◆ **Task item**: In which lines of the data does the string "time" appear? Copy every one.

◆ **Provided entries**:
● ● ●

//! Error types for weather-extract services.

use thiserror::Error;

/// Result type alias using ExtractionError.
pub type ExtractionResult<T> = Result<T, ExtractionError>;

/// Primary error type threaded through planner, extractor, pipeline and
/// quota checks. The task executor is the single place that converts a
/// terminal `Err` into a persisted FAILURE state.
#[derive(Debug, Error)]
pub enum ExtractionError {
    // === Request Errors ===
    #[error("Access denied to dataset: {0}")]
    AccessDenied(String),

    #[error("Invalid time range: {0}")]
    InvalidRange(String),

    #[error("Invalid filters: {0}")]
    InvalidFilters(String),

    #[error("Operation not supported: {0}")]
    UnsupportedOperation(String),

    // === Extraction Errors ===
    #[error("The query produced an empty result")]
    EmptyOutputFile,

    #[error("User disk quota exceeded: {0}")]
    DiskQuotaExceeded(String),

    #[error("Maximum output size exceeded: {0}")]
    MaxOutputSizeExceeded(String),

    #[error("Post-processing failed: {0}")]
    PostProcessing(String),

    // === Schedule Errors ===
    #[error("Schedule conflict: {0}")]
    Conflict(String),

    #[error("Schedule not found: {0}")]
    ScheduleNotFound(String),

    // === Infrastructure Errors ===
    #[error("Database error: {0}")]
    Database(String),

    #[error("Queue error: {0}")]
    Queue(String),

    #[error("Backend error: {0}")]
    Backend(String),

    #[error("Internal error: {0}")]
    Internal(String),
}

impl ExtractionError {
    /// Message persisted on the request record and shown to the owner.
    ///
    /// Business-rule violations are surfaced verbatim; infrastructure
    /// failures collapse to a generic message so internals never leak.
    pub fn user_message(&self) -> String {
        match self {
            ExtractionError::Database(_)
            | ExtractionError::Queue(_)
            | ExtractionError::Backend(_)
            | ExtractionError::Internal(_) => "Failed to extract data".to_string(),
            other => other.to_string(),
        }
    }

    /// Whether this error must also disable the owning recurring schedule.
    pub fn disables_schedule(&self) -> bool {
        matches!(
            self,
            ExtractionError::DiskQuotaExceeded(_) | ExtractionError::MaxOutputSizeExceeded(_)
        )
    }
}

// Conversion from common error types
impl From<std::io::Error> for ExtractionError {
    fn from(err: std::io::Error) -> Self {
        ExtractionError::Internal(err.to_string())
    }
}

impl From<serde_json::Error> for ExtractionError {
    fn from(err: serde_json::Error) -> Self {
        ExtractionError::Internal(format!("JSON error: {}", err))
    }
}

#[cfg(test)]
mod tests {
    use super::*;

    #[test]
    fn test_user_message_hides_internals() {
        let err = ExtractionError::Database("connection refused on 10.0.0.3".to_string());
        assert_eq!(err.user_message(), "Failed to extract data");

        let err = ExtractionError::InvalidRange("to < from".to_string());
        assert_eq!(err.user_message(), "Invalid time range: to < from");
    }

    #[test]
    fn test_quota_errors_disable_schedule() {
        assert!(ExtractionError::DiskQuotaExceeded("1 GB over".into()).disables_schedule());
        assert!(ExtractionError::MaxOutputSizeExceeded("too big".into()).disables_schedule());
        assert!(!ExtractionError::EmptyOutputFile.disables_schedule());
    }
}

● ● ●

◆ **Result of the exercise**:
    #[error("Invalid time range: {0}")]
        assert_eq!(err.user_message(), "Invalid time range: to < from");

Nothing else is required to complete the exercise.